Researched and Written by Chris Kelly
James Smith was born in Ireland in December 1838 or 1839. He came to the U.S. in 1853. By 1860 he was living in the family of Daniel Rockenstyre, a wagonmaker in Cropseyville, also working as a wagonmaker. He must have been a young man with something on the ball, as when the 125th NY Regiment was forming in August 1862, James enlisted as a Sergeant, though he was just 23.

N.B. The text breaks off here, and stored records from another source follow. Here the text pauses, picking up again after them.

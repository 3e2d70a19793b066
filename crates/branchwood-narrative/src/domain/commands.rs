//! Commands for the Narrative Engine context.

use branchwood_core::ids::{ChoiceId, SceneId};

/// Take a choice from a scene.
///
/// `scene_id` is the scene the client claims to act from. It is checked
/// against the story, not against the session's current scene.
#[derive(Debug, Clone, Copy, PartialEq, Eq)]
pub struct TakeChoice {
    /// The scene being left.
    pub scene_id: SceneId,
    /// The selected choice within that scene.
    pub choice_id: ChoiceId,
}
//! Branchwood API server entry point.

use std::sync::Arc;
use std::time::Duration;

use branchwood_api::config::AppConfig;
use branchwood_api::error::AppError;
use branchwood_api::state::AppState;
use branchwood_core::clock::{Clock, SystemClock};
use branchwood_session::application::memory_store::InMemorySessionStore;
use branchwood_story::domain::story::Story;
use branchwood_story::sample::sample_story;
use tracing::{info, warn};
use tracing_subscriber::EnvFilter;

const PURGE_INTERVAL: Duration = Duration::from_secs(60);

#[tokio::main]
async fn main() -> Result<(), AppError> {
    // Initialize tracing subscriber.
    tracing_subscriber::fmt()
        .with_env_filter(
            EnvFilter::try_from_default_env().unwrap_or_else(|_| EnvFilter::new("info")),
        )
        .json()
        .init();

    info!("Starting Branchwood API server");

    let config = AppConfig::from_env()?;
    let story = load_story(&config)?;
    info!(
        story_id = %story.id,
        title = %story.title,
        scenes = story.scene_count(),
        "story loaded"
    );

    let clock: Arc<dyn Clock> = Arc::new(SystemClock);
    let sessions = Arc::new(InMemorySessionStore::new(
        Arc::clone(&clock),
        config.session_ttl,
    ));
    spawn_session_purger(Arc::clone(&sessions));

    let app_state = AppState::new(Arc::new(story), sessions, clock, config.cookie_secure);
    let app = branchwood_api::build_router(app_state);

    // Start server.
    let addr = config.bind_addr()?;
    info!("Listening on {}", addr);

    let listener = tokio::net::TcpListener::bind(addr).await?;

    axum::serve(listener, app).await?;

    Ok(())
}

fn load_story(config: &AppConfig) -> Result<Story, AppError> {
    let story = match &config.story_path {
        Some(path) => {
            info!(path = %path.display(), "loading story");
            Story::from_yaml_file(path)?
        }
        None => {
            info!("STORY_PATH not set, serving the built-in sample story");
            sample_story()
        }
    };
    Ok(story.validated()?)
}

fn spawn_session_purger(sessions: Arc<InMemorySessionStore>) {
    tokio::spawn(async move {
        let mut ticker = tokio::time::interval(PURGE_INTERVAL);
        loop {
            ticker.tick().await;
            if let Err(err) = sessions.purge_expired() {
                warn!(error = %err, "failed to purge expired sessions");
            }
        }
    });
}
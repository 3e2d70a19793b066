//! Domain model for the Story Graph context.

pub mod scene;
pub mod story;
//! Which choices a scene offers for a given set of variables.

use branchwood_core::ids::ChoiceId;
use branchwood_core::variables::Variables;
use branchwood_story::domain::scene::{Choice, Conditions, Scene};
use serde::Serialize;

/// A choice as offered to the player.
#[derive(Debug, Clone, PartialEq, Eq, Serialize)]
pub struct VisibleChoice {
    /// The choice id to submit back.
    pub id: ChoiceId,
    /// Display label.
    pub text: String,
    /// Whether the choice's conditions are currently met.
    pub available: bool,
}

impl VisibleChoice {
    fn from_choice(choice: &Choice, variables: &Variables) -> Self {
        Self {
            id: choice.id,
            text: choice.text.clone(),
            available: conditions_satisfied(&choice.conditions, variables),
        }
    }
}

/// Returns `true` iff every threshold is met, reading unset variables as
/// `0`. Thresholds are inclusive. Empty conditions are always satisfied.
#[must_use]
pub fn conditions_satisfied(conditions: &Conditions, variables: &Variables) -> bool {
    conditions
        .iter()
        .all(|(name, threshold)| variables.get(name) >= *threshold)
}

/// Returns `true` when `choices` has the conditional-flow shape: at least
/// two choices, the first gated, the last unconditional.
///
/// The check looks only at the first and last choice.
#[must_use]
pub fn has_conditional_flow(choices: &[Choice]) -> bool {
    match choices {
        [first, .., last] => !first.is_unconditional() && last.is_unconditional(),
        _ => false,
    }
}

/// Computes the choices `scene` offers given `variables`.
///
/// A conditional-flow scene collapses to a single choice: the first one, in
/// declaration order, whose conditions hold, or else the last choice as the
/// fallback whatever its own availability. Every other scene returns all of
/// its choices in declaration order, each flagged with its availability.
#[must_use]
pub fn compute_visible_choices(scene: &Scene, variables: &Variables) -> Vec<VisibleChoice> {
    if has_conditional_flow(&scene.choices) {
        let picked = scene
            .choices
            .iter()
            .find(|choice| conditions_satisfied(&choice.conditions, variables))
            .or_else(|| scene.choices.last());
        return picked
            .map(|choice| VisibleChoice::from_choice(choice, variables))
            .into_iter()
            .collect();
    }

    scene
        .choices
        .iter()
        .map(|choice| VisibleChoice::from_choice(choice, variables))
        .collect()
}

#[cfg(test)]
mod tests {
    use branchwood_core::ids::SceneId;

    use super::*;

    fn vars(pairs: &[(&str, i64)]) -> Variables {
        pairs.iter().map(|(name, value)| (*name, *value)).collect()
    }

    fn conditions(pairs: &[(&str, i64)]) -> Conditions {
        pairs
            .iter()
            .map(|(name, value)| ((*name).to_owned(), *value))
            .collect()
    }

    fn gated(id: i64, pairs: &[(&str, i64)]) -> Choice {
        Choice::new(ChoiceId(id), format!("choice {id}"), SceneId(100 + id))
            .with_conditions(pairs.iter().copied())
    }

    fn open(id: i64) -> Choice {
        Choice::new(ChoiceId(id), format!("choice {id}"), SceneId(100 + id))
    }

    fn scene_with(choices: Vec<Choice>) -> Scene {
        Scene::new(SceneId(1), "/static/test.jpg", choices)
    }

    fn ids(choices: &[VisibleChoice]) -> Vec<i64> {
        choices.iter().map(|c| c.id.0).collect()
    }

    #[test]
    fn test_empty_conditions_are_always_satisfied() {
        assert!(conditions_satisfied(&Conditions::new(), &Variables::new()));
        assert!(conditions_satisfied(&Conditions::new(), &vars(&[("trust", -50)])));
    }

    #[test]
    fn test_threshold_comparison_is_inclusive() {
        let needs_ten = conditions(&[("trust", 10)]);

        assert!(conditions_satisfied(&needs_ten, &vars(&[("trust", 10)])));
        assert!(conditions_satisfied(&needs_ten, &vars(&[("trust", 15)])));
        assert!(!conditions_satisfied(&needs_ten, &vars(&[("trust", 9)])));
    }

    #[test]
    fn test_missing_variable_reads_as_zero() {
        assert!(!conditions_satisfied(&conditions(&[("trust", 1)]), &Variables::new()));
        assert!(conditions_satisfied(&conditions(&[("trust", 0)]), &Variables::new()));
        assert!(conditions_satisfied(&conditions(&[("debt", -5)]), &Variables::new()));
    }

    #[test]
    fn test_every_condition_must_hold() {
        let both = conditions(&[("trust", 10), ("security", 5)]);

        assert!(conditions_satisfied(&both, &vars(&[("trust", 15), ("security", 10)])));
        assert!(!conditions_satisfied(&both, &vars(&[("trust", 15), ("security", 4)])));
    }

    #[test]
    fn test_conditional_flow_requires_gated_first_and_open_last() {
        assert!(has_conditional_flow(&[gated(1, &[("trust", 1)]), open(2)]));
        assert!(has_conditional_flow(&[
            gated(1, &[("trust", 1)]),
            open(2),
            open(3),
        ]));
        assert!(!has_conditional_flow(&[open(1), open(2)]));
        assert!(!has_conditional_flow(&[open(1), gated(2, &[("trust", 1)])]));
        assert!(!has_conditional_flow(&[
            gated(1, &[("trust", 1)]),
            gated(2, &[("trust", 2)]),
        ]));
        assert!(!has_conditional_flow(&[gated(1, &[("trust", 1)])]));
        assert!(!has_conditional_flow(&[open(1)]));
        assert!(!has_conditional_flow(&[]));
    }

    #[test]
    fn test_menu_scene_returns_every_choice_in_order() {
        // Arrange
        let scene = scene_with(vec![open(1), gated(2, &[("trust", 5)]), open(3)]);

        // Act
        let visible = compute_visible_choices(&scene, &Variables::new());

        // Assert
        assert_eq!(ids(&visible), vec![1, 2, 3]);
        assert_eq!(
            visible.iter().map(|c| c.available).collect::<Vec<_>>(),
            vec![true, false, true]
        );
    }

    #[test]
    fn test_scene_level_conditions_do_not_gate_choices() {
        let scene = scene_with(vec![open(1), open(2)]).with_conditions([("trust", 99)]);

        let visible = compute_visible_choices(&scene, &Variables::new());

        assert_eq!(ids(&visible), vec![1, 2]);
        assert!(visible.iter().all(|c| c.available));
    }

    #[test]
    fn test_menu_scene_with_gated_last_choice_is_not_collapsed() {
        let scene = scene_with(vec![gated(1, &[("trust", 5)]), gated(2, &[("trust", 50)])]);

        let visible = compute_visible_choices(&scene, &vars(&[("trust", 5)]));

        assert_eq!(ids(&visible), vec![1, 2]);
        assert!(visible[0].available);
        assert!(!visible[1].available);
    }

    #[test]
    fn test_conditional_flow_picks_first_satisfied_choice() {
        // Arrange
        let scene = scene_with(vec![
            gated(1, &[("trust", 50)]),
            gated(2, &[("trust", 20)]),
            open(3),
        ]);

        // Act
        let visible = compute_visible_choices(&scene, &vars(&[("trust", 25)]));

        // Assert
        assert_eq!(ids(&visible), vec![2]);
        assert!(visible[0].available);
    }

    #[test]
    fn test_conditional_flow_may_pick_an_open_middle_choice() {
        let scene = scene_with(vec![gated(1, &[("trust", 50)]), open(2), open(3)]);

        let visible = compute_visible_choices(&scene, &Variables::new());

        assert_eq!(ids(&visible), vec![2]);
    }

    #[test]
    fn test_conditional_flow_falls_back_to_last_choice() {
        let scene = scene_with(vec![gated(1, &[("trust", 30)]), open(9)]);

        let visible = compute_visible_choices(&scene, &Variables::new());

        assert_eq!(ids(&visible), vec![9]);
        assert!(visible[0].available);
    }

    #[test]
    fn test_ending_scene_offers_nothing() {
        let scene = Scene::ending(SceneId(6), "/static/end.jpg");

        assert!(compute_visible_choices(&scene, &Variables::new()).is_empty());
    }
}
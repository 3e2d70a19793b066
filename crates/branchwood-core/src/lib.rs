//! Branchwood Core — shared domain types.
//!
//! This crate defines the identifiers, the variable map, the engine error
//! taxonomy and the clock abstraction that every other crate depends on.
//! It contains no infrastructure code.

pub mod clock;
pub mod error;
pub mod ids;
pub mod variables;
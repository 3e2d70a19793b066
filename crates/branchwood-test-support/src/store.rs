//! Test session stores — `SessionStore` doubles for error paths.

use async_trait::async_trait;
use branchwood_session::application::store::{
    SessionId, SessionStore, SessionStoreError, StoredSession,
};

/// A session store that fails every operation. Useful for testing how the
/// transport layer reports storage outages.
#[derive(Debug)]
pub struct FailingSessionStore;

#[async_trait]
impl SessionStore for FailingSessionStore {
    async fn load(&self, _id: SessionId) -> Result<Option<StoredSession>, SessionStoreError> {
        Err(SessionStoreError::Unavailable("connection refused".into()))
    }

    async fn save(&self, _id: SessionId, _session: StoredSession) -> Result<(), SessionStoreError> {
        Err(SessionStoreError::Unavailable("connection refused".into()))
    }

    async fn remove(&self, _id: SessionId) -> Result<(), SessionStoreError> {
        Err(SessionStoreError::Unavailable("connection refused".into()))
    }
}
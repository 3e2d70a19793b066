//! Branchwood — Story Graph bounded context.
//!
//! Holds the immutable scene/choice graph a session is played through,
//! loads it from YAML, and reports authoring defects before a server starts
//! serving it.

pub mod application;
pub mod domain;
pub mod error;
pub mod sample;
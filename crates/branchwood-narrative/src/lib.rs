//! Branchwood — Narrative Engine bounded context.
//!
//! Pure, synchronous functions over a story and a player session: which
//! choices a scene offers, what happens when one is taken, and when a
//! session has reached an ending. Nothing here performs I/O or keeps state
//! between calls.

pub mod application;
pub mod domain;
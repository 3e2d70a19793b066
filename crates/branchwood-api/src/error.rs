//! Branchwood — API error types.

use axum::Json;
use axum::http::StatusCode;
use axum::response::{IntoResponse, Response};
use branchwood_core::error::NarrativeError;
use branchwood_session::application::store::SessionStoreError;
use branchwood_story::error::StoryError;
use serde::Serialize;
use thiserror::Error;
use tracing::error;

/// Startup and runtime errors for the API server.
#[derive(Debug, Error)]
pub enum AppError {
    /// A required environment variable is missing or invalid.
    #[error("configuration error: {0}")]
    Config(String),

    /// The story could not be loaded or failed validation.
    #[error("story error: {0}")]
    Story(#[from] StoryError),

    /// Network binding or I/O error.
    #[error("server error: {0}")]
    Server(#[from] std::io::Error),
}

/// JSON body returned for error responses.
#[derive(Debug, Serialize)]
pub struct ErrorBody {
    /// Machine-readable error code.
    pub error: &'static str,
    /// Human-readable error message.
    pub message: String,
}

/// Errors a request handler can return. Implements `IntoResponse`.
#[derive(Debug, Error)]
pub enum ApiError {
    /// The engine rejected the request or the story is defective.
    #[error(transparent)]
    Narrative(#[from] NarrativeError),

    /// The request carries no session cookie, or the session has expired.
    #[error("no active game session")]
    NoActiveSession,

    /// The CSRF header is missing or does not match the session's token.
    #[error("CSRF token missing or incorrect")]
    CsrfFailed,

    /// The request body could not be read as the expected JSON.
    #[error("invalid JSON: {0}")]
    InvalidJson(String),

    /// The endpoint does not accept the request's method.
    #[error("POST required")]
    MethodNotAllowed,

    /// The session store failed.
    #[error(transparent)]
    SessionStore(#[from] SessionStoreError),
}

impl ApiError {
    fn status_and_code(&self) -> (StatusCode, &'static str) {
        match self {
            Self::Narrative(err) => match err {
                NarrativeError::MalformedSession(_) => {
                    (StatusCode::BAD_REQUEST, "malformed_session")
                }
                NarrativeError::UnknownScene(_) => (StatusCode::BAD_REQUEST, "invalid_scene"),
                NarrativeError::UnknownChoice { .. } => {
                    (StatusCode::BAD_REQUEST, "invalid_choice")
                }
                NarrativeError::DanglingTarget { .. } => {
                    (StatusCode::INTERNAL_SERVER_ERROR, "dangling_target")
                }
            },
            Self::NoActiveSession => (StatusCode::BAD_REQUEST, "no_active_session"),
            Self::CsrfFailed => (StatusCode::FORBIDDEN, "csrf_failed"),
            Self::InvalidJson(_) => (StatusCode::BAD_REQUEST, "invalid_json"),
            Self::MethodNotAllowed => (StatusCode::METHOD_NOT_ALLOWED, "method_not_allowed"),
            Self::SessionStore(_) => (StatusCode::INTERNAL_SERVER_ERROR, "session_store_error"),
        }
    }
}

impl IntoResponse for ApiError {
    fn into_response(self) -> Response {
        let (status, error_code) = self.status_and_code();

        match &self {
            Self::Narrative(err) if err.is_authoring_defect() => {
                error!(error = %err, "story defect reached at runtime");
            }
            _ if status.is_server_error() => {
                error!(error = %self, code = error_code, "request failed");
            }
            _ => {}
        }

        let body = ErrorBody {
            error: error_code,
            message: self.to_string(),
        };

        (status, Json(body)).into_response()
    }
}

#[cfg(test)]
mod tests {
    use super::*;
    use branchwood_core::ids::{ChoiceId, SceneId};

    fn status_of(err: impl Into<ApiError>) -> StatusCode {
        let response = err.into().into_response();
        response.status()
    }

    #[test]
    fn test_malformed_session_maps_to_400() {
        assert_eq!(
            status_of(NarrativeError::MalformedSession("missing field".into())),
            StatusCode::BAD_REQUEST
        );
    }

    #[test]
    fn test_unknown_scene_and_choice_map_to_400() {
        assert_eq!(
            status_of(NarrativeError::UnknownScene(SceneId(9))),
            StatusCode::BAD_REQUEST
        );
        assert_eq!(
            status_of(NarrativeError::UnknownChoice {
                scene_id: SceneId(0),
                choice_id: ChoiceId(9),
            }),
            StatusCode::BAD_REQUEST
        );
    }

    #[test]
    fn test_dangling_target_maps_to_500() {
        assert_eq!(
            status_of(NarrativeError::DanglingTarget {
                scene_id: SceneId(0),
                choice_id: ChoiceId(1),
                target: SceneId(42),
            }),
            StatusCode::INTERNAL_SERVER_ERROR
        );
    }

    #[test]
    fn test_transport_errors_map_to_their_statuses() {
        assert_eq!(status_of(ApiError::NoActiveSession), StatusCode::BAD_REQUEST);
        assert_eq!(status_of(ApiError::CsrfFailed), StatusCode::FORBIDDEN);
        assert_eq!(
            status_of(ApiError::InvalidJson("expected value".into())),
            StatusCode::BAD_REQUEST
        );
        assert_eq!(
            status_of(ApiError::MethodNotAllowed),
            StatusCode::METHOD_NOT_ALLOWED
        );
    }

    #[test]
    fn test_session_store_failure_maps_to_500() {
        assert_eq!(
            status_of(SessionStoreError::Unavailable("db down".into())),
            StatusCode::INTERNAL_SERVER_ERROR
        );
    }

    #[test]
    fn test_error_codes_distinguish_scene_from_choice() {
        let scene = ApiError::from(NarrativeError::UnknownScene(SceneId(9)));
        let choice = ApiError::from(NarrativeError::UnknownChoice {
            scene_id: SceneId(0),
            choice_id: ChoiceId(9),
        });

        assert_eq!(scene.status_and_code().1, "invalid_scene");
        assert_eq!(choice.status_and_code().1, "invalid_choice");
    }
}
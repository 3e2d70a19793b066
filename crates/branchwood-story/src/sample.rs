//! The built-in reference story.
//!
//! Scene 5 is a conditional-flow scene: choice 8 needs `trust >= 30` and
//! `security >= 10`, choice 9 is the unconditional fallback.

use branchwood_core::ids::{ChoiceId, SceneId, StoryId};

use crate::domain::scene::{Choice, Scene};
use crate::domain::story::Story;

/// Id of the reference story.
pub const SAMPLE_STORY_ID: StoryId = StoryId(0);

/// Entry scene of the reference story.
pub const SAMPLE_ENTRY_SCENE: SceneId = SceneId(0);

/// Builds the reference story.
#[must_use]
pub fn sample_story() -> Story {
    let scenes = vec![
        Scene::new(
            SceneId(0),
            "/static/house_entrance.jpg",
            vec![
                Choice::new(ChoiceId(1), "Enter the house", SceneId(1)),
                Choice::new(ChoiceId(2), "Don't enter, go to the barn", SceneId(3)),
            ],
        ),
        Scene::new(
            SceneId(1),
            "/static/inside_house.jpg",
            vec![
                Choice::new(ChoiceId(3), "Trust the friend", SceneId(2))
                    .with_effects([("trust", 10), ("security", 10)]),
                Choice::new(ChoiceId(4), "Don't trust them, go outside", SceneId(3)),
            ],
        ),
        Scene::new(
            SceneId(2),
            "/static/with_friend.jpg",
            vec![
                Choice::new(ChoiceId(5), "Gift him my watch", SceneId(5))
                    .with_effects([("trust", 20)]),
                Choice::new(ChoiceId(6), "Don't gift the watch", SceneId(5)),
            ],
        ),
        Scene::new(
            SceneId(3),
            "/static/barn.jpg",
            vec![
                Choice::new(ChoiceId(7), "Sleep in the barn", SceneId(6))
                    .with_effects([("trust", -5), ("security", -10)]),
            ],
        ),
        Scene::ending(SceneId(4), "/static/outside.jpg"),
        Scene::new(
            SceneId(5),
            "/static/friend_room.jpg",
            vec![
                Choice::new(ChoiceId(8), "Continue...", SceneId(7))
                    .with_conditions([("trust", 30), ("security", 10)]),
                Choice::new(ChoiceId(9), "Continue...", SceneId(8)),
            ],
        ),
        Scene::ending(SceneId(6), "/static/barn_ending.jpg"),
        Scene::ending(SceneId(7), "/static/separate_bed.jpg"),
        Scene::ending(SceneId(8), "/static/couch.jpg"),
    ];

    let by_id = scenes.into_iter().map(|scene| (scene.id, scene)).collect();
    Story::from_scene_map(SAMPLE_STORY_ID, SAMPLE_ENTRY_SCENE, by_id)
        .with_title("A Night at the Farmhouse")
        .with_attributes(["trust", "security"])
}

#[cfg(test)]
mod tests {
    use super::*;

    #[test]
    fn test_sample_story_declares_entry_and_endings() {
        // Act
        let story = sample_story();

        // Assert
        assert_eq!(story.entry_scene_id, SAMPLE_ENTRY_SCENE);
        assert_eq!(story.scene_count(), 9);
        let endings: Vec<SceneId> = story
            .scenes()
            .filter(|scene| scene.is_ending())
            .map(|scene| scene.id)
            .collect();
        assert_eq!(endings, vec![SceneId(4), SceneId(6), SceneId(7), SceneId(8)]);
    }
}
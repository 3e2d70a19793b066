//! Shared application state.

use std::fmt;
use std::sync::Arc;

use branchwood_core::clock::Clock;
use branchwood_session::application::store::SessionStore;
use branchwood_story::domain::story::Story;

/// Application state shared across all request handlers.
#[derive(Clone)]
pub struct AppState {
    /// The story being served. Immutable for the life of the process.
    pub story: Arc<Story>,
    /// Where sessions live between requests.
    pub sessions: Arc<dyn SessionStore>,
    /// Clock used to stamp session activity.
    pub clock: Arc<dyn Clock>,
    /// Whether cookies carry the `Secure` attribute.
    pub cookie_secure: bool,
}

impl AppState {
    /// Create new application state.
    #[must_use]
    pub fn new(
        story: Arc<Story>,
        sessions: Arc<dyn SessionStore>,
        clock: Arc<dyn Clock>,
        cookie_secure: bool,
    ) -> Self {
        Self {
            story,
            sessions,
            clock,
            cookie_secure,
        }
    }
}

impl fmt::Debug for AppState {
    fn fmt(&self, f: &mut fmt::Formatter<'_>) -> fmt::Result {
        f.debug_struct("AppState")
            .field("story_id", &self.story.id)
            .field("cookie_secure", &self.cookie_secure)
            .finish_non_exhaustive()
    }
}
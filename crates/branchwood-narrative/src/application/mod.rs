//! Entry points the transport layer calls.

pub mod command_handlers;
pub mod query_handlers;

This is his NYS Muster Roll Abstract, where his service and experiences during the war were recorded. His occupation is listed as “mechanic,” which reflects his work building wagons. The first battle of the 125th was Gettysburg, from July 1-3, 1863. Evidently James came through unscathed, but he was wounded at Auburn, Virginia on October 14. This wound couldn’t have been too severe, as he returned to duty. The 125th participated in many more battles through 1864, which James survived, only to be wounded in the last days of the war. The exact date is unclear in the record, but while the rest of the regiment was sent home in June, James was sent North to recuperate inhospitals in Albany and Troy. He was promoted to Sergeant, then to Lieutenant, at the time he was mustered out in June. His wound must have been severe, as he applied for an invalid pension in December 1865. A list of Rensselaer County Pensioners in the Troy paper in 1883 lists he had a gun shot wound to the left side, leg, and arm. He received an invalid pension of $12 a month. An article in the Troy “Times” in 1889 reports that James was injured in an incident with a runaway horse on Congress Street in Troy, breaking a rib, in the same place where he was wounded in the war.
We know, of course, that he recovered. Finally in 1871 or 1872 he married his across-the-road neighbor, Eliza Cropsey, who lived in the Morrison house. She was the child of David and Clarissa Morrison Cropsey, born in 1843. David died and Clarissa moved in with her parents, James and Sarah Morrison. She died in 1855, and Eliza and her sister Margaret lived on with their aunts and uncles.
In the 1875 census, James was listed as a 36-year-old wagon maker who owned his own home. He and Eliza, 34, had a 2 ½ year old daughter, Fanny. A son, Percy, was added the next year. James continued to do business in Cropseyville for the rest of his life. He participated in the Grand Army of the Republic, the Union veterans’ association, attending reunions and serving as an officer.
When James made his will in 1902, he left everything to his wife Eliza. As of 1900, son Percy was not at home, but Fannie, 27, was a dressmaker, living with her parents. James gave his will to his life-long friend, Brigham Morrison, for safe keeping. Brigham was his wife’s first cousin. James died in 1903. Daughter Fannie died in 1907 and wife Eliza in 1913. All are in the Morrison Cemetery.